# [TASK INSTRUCTIONS]
Take the data below. Output it exactly from its first line through the line containing "upper bound on exit time".

(Collected data entries)
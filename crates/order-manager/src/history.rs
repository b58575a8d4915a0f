//! Trade History
//!
//! Append-only log of closed trades with filtering and performance
//! statistics. Persisted as a JSON array.

use std::fs;
use std::path::Path;

use log::info;
use meridian_core::{TradeRecord, Timestamp};
use rust_decimal::Decimal;
use serde::{Deserialize, Serialize};

use crate::error::Result;

/// Selects which trades feed a performance summary
#[derive(Debug, Clone, Default, PartialEq, Serialize, Deserialize)]
pub struct TradeFilter {
    pub strategy_id: Option<String>,
    pub symbol: Option<String>,
    /// Inclusive lower bound on exit time
    pub start: Option<Timestamp>,
    /// Inclusive upper bound on exit time
    pub end: Option<Timestamp>,
}

impl TradeFilter {
    pub fn all() -> Self {
        Self::default()
    }

    pub fn strategy(strategy_id: impl Into<String>) -> Self {
        Self {
            strategy_id: Some(strategy_id.into()),
            ..Self::default()
        }
    }

    pub fn with_symbol(mut self, symbol: impl Into<String>) -> Self {
        self.symbol = Some(symbol.into());
        self
    }

    pub fn with_range(mut self, start: Timestamp, end: Timestamp) -> Self {
        self.start = Some(start);
        self.end = Some(end);
        self
    }

    fn matches(&self, trade: &TradeRecord) -> bool {
        self.strategy_id.as_ref().is_none_or(|s| *s == trade.strategy_id)
            && self.symbol.as_ref().is_none_or(|s| *s == trade.symbol)
            && self.start.is_none_or(|start| trade.exit_time >= start)
            && self.end.is_none_or(|end| trade.exit_time <= end)
    }
}

/// Summary statistics over a set of closed trades
#[derive(Debug, Clone, Default, PartialEq, Serialize, Deserialize)]
pub struct PerformanceStats {
    pub total: usize,
    pub winning: usize,
    pub losing: usize,
    /// Fraction of trades with positive PnL (0.0 - 1.0)
    pub win_rate: Decimal,
    pub total_pnl: Decimal,
    pub avg_pnl: Decimal,
    pub avg_win: Decimal,
    pub avg_loss: Decimal,
    pub largest_win: Decimal,
    pub largest_loss: Decimal,
    /// Gross profit over gross loss; a zero gross loss counts as one
    pub profit_factor: Decimal,
}

impl PerformanceStats {
    pub fn from_trades<'a>(trades: impl IntoIterator<Item = &'a TradeRecord>) -> Self {
        let mut stats = PerformanceStats::default();
        let mut gross_profit = Decimal::ZERO;
        let mut gross_loss = Decimal::ZERO;

        for trade in trades {
            stats.total += 1;
            stats.total_pnl += trade.pnl;
            if trade.pnl > Decimal::ZERO {
                stats.winning += 1;
                gross_profit += trade.pnl;
                stats.largest_win = stats.largest_win.max(trade.pnl);
            } else if trade.pnl < Decimal::ZERO {
                stats.losing += 1;
                gross_loss += trade.pnl.abs();
                stats.largest_loss = stats.largest_loss.min(trade.pnl);
            }
        }

        if stats.total == 0 {
            return stats;
        }

        let total = Decimal::from(stats.total);
        stats.win_rate = Decimal::from(stats.winning) / total;
        stats.avg_pnl = stats.total_pnl / total;
        if stats.winning > 0 {
            stats.avg_win = gross_profit / Decimal::from(stats.winning);
        }
        if stats.losing > 0 {
            stats.avg_loss = -gross_loss / Decimal::from(stats.losing);
        }
        let denominator = if gross_loss.is_zero() { Decimal::ONE } else { gross_loss };
        stats.profit_factor = gross_profit / denominator;
        stats
    }
}

#[derive(Debug, Clone, Default)]
pub struct TradeHistory {
    trades: Vec<TradeRecord>,
}

impl TradeHistory {
    pub fn new() -> Self {
        Self::default()
    }

    pub fn record(&mut self, trade: TradeRecord) {
        self.trades.push(trade);
    }

    pub fn trades(&self) -> &[TradeRecord] {
        &self.trades
    }

    pub fn by_strategy(&self, strategy_id: &str) -> Vec<&TradeRecord> {
        self.trades.iter().filter(|t| t.strategy_id == strategy_id).collect()
    }

    pub fn by_symbol(&self, symbol: &str) -> Vec<&TradeRecord> {
        self.trades.iter().filter(|t| t.symbol == symbol).collect()
    }

    /// Trades whose exit falls in `[start, end]`
    pub fn in_range(&self, start: Timestamp, end: Timestamp) -> Vec<&TradeRecord> {
        self.trades
            .iter()
            .filter(|t| t.exit_time >= start && t.exit_time <= end)
            .collect()
    }

    /// Last `n` trades, newest first
    pub fn recent(&self, n: usize) -> Vec<&TradeRecord> {
        self.trades.iter().rev().take(n).collect()
    }

    pub fn performance(&self, filter: &TradeFilter) -> PerformanceStats {
        PerformanceStats::from_trades(self.trades.iter().filter(|t| filter.matches(t)))
    }

    pub fn len(&self) -> usize {
        self.trades.len()
    }

    pub fn is_empty(&self) -> bool {
        self.trades.is_empty()
    }

    pub fn save_json(&self, path: impl AsRef<Path>) -> Result<()> {
        let json = serde_json::to_string_pretty(&self.trades)?;
        fs::write(path.as_ref(), json)?;
        info!("Saved {} trades to {}", self.trades.len(), path.as_ref().display());
        Ok(())
    }

    pub fn load_json(path: impl AsRef<Path>) -> Result<Self> {
        let raw = fs::read_to_string(path.as_ref())?;
        let trades: Vec<TradeRecord> = serde_json::from_str(&raw)?;
        Ok(Self { trades })
    }
}

#[cfg(test)]
mod tests {
    use super::*;
    use chrono::{Duration, TimeZone, Utc};
    use meridian_core::CloseReason;
    use rust_decimal_macros::dec;

    fn trade(strategy: &str, symbol: &str, entry: Decimal, exit: Decimal, day: i64) -> TradeRecord {
        let entry_time = Utc.with_ymd_and_hms(2024, 3, 1, 15, 0, 0).unwrap() + Duration::days(day);
        TradeRecord {
            strategy_id: strategy.into(),
            symbol: symbol.into(),
            shares: dec!(10),
            entry_price: entry,
            exit_price: exit,
            entry_time,
            exit_time: entry_time + Duration::days(2),
            pnl: (exit - entry) * dec!(10),
            return_pct: (exit - entry) / entry * dec!(100),
            close_reason: CloseReason::Signal,
        }
    }

    fn history() -> TradeHistory {
        let mut h = TradeHistory::new();
        h.record(trade("trend", "AAPL", dec!(100), dec!(110), 0)); // +100
        h.record(trade("trend", "MSFT", dec!(200), dec!(190), 1)); // -100
        h.record(trade("revert", "AAPL", dec!(50), dec!(53), 2)); // +30
        h.record(trade("trend", "AAPL", dec!(100), dec!(95), 3)); // -50
        h
    }

    #[test]
    fn test_queries() {
        let h = history();
        assert_eq!(h.by_strategy("trend").len(), 3);
        assert_eq!(h.by_symbol("AAPL").len(), 3);

        let recent = h.recent(2);
        assert_eq!(recent[0].pnl, dec!(-50));
        assert_eq!(recent[1].pnl, dec!(30));

        let start = Utc.with_ymd_and_hms(2024, 3, 4, 0, 0, 0).unwrap();
        let end = Utc.with_ymd_and_hms(2024, 3, 5, 0, 0, 0).unwrap();
        // Exits on 03-03, 03-04 15:00, 03-05 15:00, 03-06
        assert_eq!(h.in_range(start, end).len(), 1);
    }

    #[test]
    fn test_performance() {
        let stats = history().performance(&TradeFilter::all());
        assert_eq!(stats.total, 4);
        assert_eq!(stats.winning, 2);
        assert_eq!(stats.losing, 2);
        assert_eq!(stats.win_rate, dec!(0.5));
        assert_eq!(stats.total_pnl, dec!(-20));
        assert_eq!(stats.avg_pnl, dec!(-5));
        assert_eq!(stats.avg_win, dec!(65));
        assert_eq!(stats.avg_loss, dec!(-75));
        assert_eq!(stats.largest_win, dec!(100));
        assert_eq!(stats.largest_loss, dec!(-100));
        assert_eq!(stats.profit_factor, dec!(130) / dec!(150));
    }

    #[test]
    fn test_filtered_performance_without_losses() {
        let stats = history().performance(&TradeFilter::strategy("revert"));
        assert_eq!(stats.total, 1);
        assert_eq!(stats.profit_factor, dec!(30));

        let stats = history().performance(&TradeFilter::strategy("trend").with_symbol("AAPL"));
        assert_eq!(stats.total, 2);
        assert_eq!(stats.total_pnl, dec!(50));

        assert_eq!(TradeHistory::new().performance(&TradeFilter::all()), PerformanceStats::default());
    }

    #[test]
    fn test_json_persistence() {
        let path = std::env::temp_dir().join(format!("meridian_history_{}.json", std::process::id()));
        let h = history();
        h.save_json(&path).unwrap();
        let loaded = TradeHistory::load_json(&path).unwrap();
        assert_eq!(loaded.trades(), h.trades());
        let _ = std::fs::remove_file(&path);
    }
}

# [WRITTEN ANSWER]
filename crates/order-manager/src/history.rs
repository b58575a8d4915a0f
//! Trade History
//!
//! Append-only log of closed trades with filtering and performance
//! statistics. Persisted as a JSON array.

use std::fs;
use std::path::Path;

use log::info;
use meridian_core::{TradeRecord, Timestamp};
use rust_decimal::Decimal;
use serde::{Deserialize, Serialize};

use crate::error::Result;

/// Selects which trades feed a performance summary
#[derive(Debug, Clone, Default, PartialEq, Serialize, Deserialize)]
pub struct TradeFilter {
    pub strategy_id: Option<String>,
    pub symbol: Option<String>,
    /// Inclusive lower bound on exit time
    pub start: Option<Timestamp>,
    /// Inclusive upper bound on exit time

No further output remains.